19. Indeed, this court wholly associated itself with the holding of Mabeya J in the case of Olympic Sports House Ltd vs School Equipment Centre Ltd (Supra) where he held as follows:-

“… there may be circumstances where although damages may be adequate but nevertheless an injunction would issue.”

20. Further, where the court is in doubt, then it would serve the interests of justice that it grants an interlocutory injunction. This court determined that it was best that the appellate court determine whether really the Appellant had made out a good case on appeal.

21. This court was satisfied that the Appellant herein had satisfied the court that it had met the threshold of being granted an interlocutory injunction as set out in the case of Giella vs Cassman Brown & Co Ltd [1973] EA 358 while it ventilated its Appeal herein.

22. Having said so, an appellate court should not freely grant an injunctive order without attaching a condition to it. Indeed, it must keep at the back of its mind that while one party may benefit from such an order, the opposing party will also suffer hardship. The creditor will be forced to wait a while longer to have its dispute determined. The court is therefore called upon to cut a balance so as to try as possible to put the opposing parties on a scale that is not tilted in favour of one of them especially where the applicant seeking injunctive orders on appeal has complied with the procedure of instituting the appeal.

23. In Order 46 Rule 6 of the Civil Procedure Rules, 2010, it is stipulated as follows:-“Notwithstanding anything contained in subrule (1) of this rule the High Court shall have power in the exercise of its appellate jurisdiction to grant a temporary injunction on such terms as it thinks just provided the procedure for instituting an appeal from a subordinate court or tribunal has been complied with.”

24. The court found and held that the Respondent could not be restrained from instituting criminal proceedings against the Appellant and/or its Directors as it was its constitutional right under Article 50 (1) of the Constitution of Kenya to seek a fair trial in any court of competent jurisdiction or tribunal. In any event, if the Appellant was apprehensive that its rights and those of its Directors would be infringed, it was at liberty to seek the appropriate orders to safeguard its interests.

DISPOSITION

25. For the foregoing reasons, the upshot of this court’s decision was that the Appellant’s Notice of Motion application dated and filed on 17th December 2019 was merited. It is hereby directed that an interlocutory injunction be and is hereby granted to the Appellant restraining the Respondent, its servants, authorised agents and whomsoever acting on its behalf from seizing, attaching, repossessing and /or  interfering with its user and possession of Motor Vehicle Registration Number KCE 197S Isuzu FVZ Truck pending the hearing and determination of the Appeal herein the following conditions:-

1. THAT the Appellant shall pay to the Respondent the sum of Kshs 1,000,000/= within sixty (60) days from the date of this Ruling.

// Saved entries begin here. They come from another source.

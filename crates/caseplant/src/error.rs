//! Error types for Caseplant operations.
//!
//! This module provides the main error type [`CaseplantError`] which wraps
//! the error conditions that can occur while converting a diagram.

use std::io;

use thiserror::Error;

use caseplant_parser::ParseError;

/// The main error type for Caseplant operations.
///
/// # Diagnostic Variants
///
/// The `Parse` variant keeps the source text next to the diagnostics so
/// reporters can show the offending lines.
#[derive(Debug, Error)]
pub enum CaseplantError {
    #[error("I/O error: {0}")]
    Io(#[from] io::Error),

    #[error("{err}")]
    Parse { err: ParseError, src: String },

    #[error("Configuration error: {0}")]
    Config(String),
}

impl CaseplantError {
    /// Create a new `Parse` error with the associated source code.
    pub fn new_parse_error(err: ParseError, src: impl Into<String>) -> Self {
        Self::Parse {
            err,
            src: src.into(),
        }
    }
}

2. THAT the Appellant shall continue to remit to the Respondent without fail, the monthly payments of Kshs 214,562/= in respect of the balance of the loan facility pending the hearing and determination of the Appeal herein.

3. In the event that the Appellant shall default on Paragraph 25(1) and Paragraph 25 (2) hereinabove, the conditional interlocutory injunction will automatically lapse.

4. The Appellant be and is hereby directed to file and serve its Record of Appeal within forty five (45) days from the date of this Ruling.

5. The Deputy Registrar High Court of Kenya Milimani Law Courts Civil Division be and is hereby directed to facilitate the expeditious typing of the proceedings in the lower court to enable the Appellant comply with the timelines within which to file its Record of Appeal as aforesaid.

6. In the event the certified copies of the proceedings and Ruling to be appealed from will have been ready and the Appellant will have failed to file and serve its record of Appeal within forty five (45) days from the date of the Ruling herein, the Appeal herein will stand as automatically dismissed.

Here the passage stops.